Senate Bill 1208 (Substitute H-1)
Sponsor: Rep. John J.H. Schwarz, M.D.
Committee: Health Policy
Complete to 12-7-00
A SUMMARY OF SENATE BILL 1208 (SUBSTITUTE H-1)
Public Act 251 of 2000 created the Patient's Right to Independent Review Act (PRIRA). The act enables persons with health insurance to request a review by an independent review organization (IRO) to resolve disputes over covered benefits. Requests for reviews are submitted to the commissioner of the Office of Financial Services (OFIS). If a preliminary review by the commissioner determines that the request meets specified criteria for an external review, the case is assigned to an IRO. Under current language in the act, the IROs specifically review issues of medical necessity and clinical review criteria and the commissioner is charged with reviewing the recommendation of an IRO to ensure that it is not contrary to the terms of coverage under the person's health benefit plan.
Senate Bill 1208 would amend the PRIRA to allow the commissioner to keep a request for an external review and to conduct the external review if the request did not appear to involve issues of medical necessity or clinical review criteria, but only appeared to involve a question of the contractual provisions of a person's health benefit plan, such as covered benefits or accuracy of coding. A written notification, in plain English, would have to be provided by the commissioner within 14 days to the person making the request and to the health carrier that he or she would be keeping the plan for review. The commissioner would have to adhere to all time frames and all criteria in the act that pertain to external reviews done by IROs. If at any time during the commissioner's review of a disputed claim it appeared that the claim involved issues of medical necessity or clinical review criteria, the commissioner would have to immediately assign the request to an IRO. Since reviews could then be done by either an IRO or by the commissioner, some references in the act to an IRO would be changed to "reviewing entity".

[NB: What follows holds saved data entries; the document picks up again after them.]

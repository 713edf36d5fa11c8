//! Combat domain: components shared by the player, enemies and the boss.

use bevy::prelude::*;

use crate::combat::PlayerCombatTuning;
use crate::movement::MovementTuning;

/// Health component for damageable entities. Damage is never clamped at zero.
#[derive(Component, Debug, Clone, Copy, PartialEq, Eq)]
pub struct Health {
    pub current: i32,
    pub max: i32,
}

impl Health {
    pub fn new(max: i32) -> Self {
        Self { current: max, max }
    }

    pub fn take_damage(&mut self, amount: i32) {
        self.current -= amount;
    }

    pub fn heal_full(&mut self) {
        self.current = self.max;
    }

    pub fn is_dead(&self) -> bool {
        self.current <= 0
    }

    pub fn fraction(&self) -> f32 {
        if self.max <= 0 {
            return 0.0;
        }
        self.current as f32 / self.max as f32
    }
}

/// Team affiliation to prevent friendly fire
#[derive(Component, Debug, Clone, Copy, PartialEq, Eq)]
pub enum Team {
    Player,
    Enemy,
}

/// Marks shooter enemies and the boss as slash targets
#[derive(Component, Debug)]
pub struct Enemy;

#[derive(Component, Debug)]
pub struct Boss;

/// Tints the sprite for a short time after a hit
#[derive(Component, Debug, Clone)]
pub struct DamageFlash {
    pub remaining: f32,
    pub duration: f32,
    pub base_color: Color,
}

impl DamageFlash {
    pub const COLOR: Color = Color::srgb(1.0, 0.2, 0.2);

    pub fn new(duration: f32, base_color: Color) -> Self {
        Self {
            remaining: 0.0,
            duration,
            base_color,
        }
    }

    pub fn trigger(&mut self) {
        self.remaining = self.duration;
    }
}

/// Despawn timer for transient combat entities
#[derive(Component, Debug)]
pub struct Lifetime(pub f32);

/// Dev toggle: incoming damage is ignored
#[derive(Component, Debug)]
pub struct Invincible;

/// Stats that start from tuning and grow with collectibles.
#[derive(Component, Debug, Clone, PartialEq)]
pub struct PlayerStats {
    pub attack_damage: i32,
    pub crit_chance: f32,
    pub crit_multiplier: f32,
    pub move_speed: f32,
    pub jump_force: f32,
    pub parry_success_cooldown: f32,
    pub parry_fail_cooldown: f32,
}

impl PlayerStats {
    pub fn from_tuning(combat: &PlayerCombatTuning, movement: &MovementTuning) -> Self {
        Self {
            attack_damage: combat.attack_damage,
            crit_chance: combat.crit_chance,
            crit_multiplier: combat.crit_multiplier,
            move_speed: movement.move_speed,
            jump_force: movement.jump_force,
            parry_success_cooldown: combat.parry_success_cooldown,
            parry_fail_cooldown: combat.parry_fail_cooldown,
        }
    }

    /// Shorten both parry cooldowns, never below `floor`.
    pub fn reduce_parry_cooldowns(&mut self, amount: f32, floor: f32) {
        self.parry_success_cooldown = (self.parry_success_cooldown - amount).max(floor);
        self.parry_fail_cooldown = (self.parry_fail_cooldown - amount).max(floor);
    }
}
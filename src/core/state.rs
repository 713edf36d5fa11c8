//! Core domain: game state definitions for the fight flow.

use bevy::prelude::*;

#[derive(States, Debug, Hash, Eq, PartialEq, Clone, Default)]
pub enum GameState {
    #[default]
    Boot,
    /// Arena is being (re)built; passes straight through to Gameplay
    Loading,
    Gameplay,
    Paused,
    Dead,
    Victory,
}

The act specifies criteria that the commissioner must use when conducting a preliminary review of a request for an external review. The bill would add that the commissioner must determine whether the health care service that was the subject of the adverse determination or final adverse determination appeared to involve issues of medical necessity or clinical review criteria. The bill would also clarify that the commissioner would be required to assign issues of medical necessity or clinical review criteria to an IRO. Further, under the act, an external review decision and an expedited external review decision are the final administrative remedies available. The bill would add that a person could appeal the external review decision to an appropriate circuit court no later than 60 days from the date of the decision.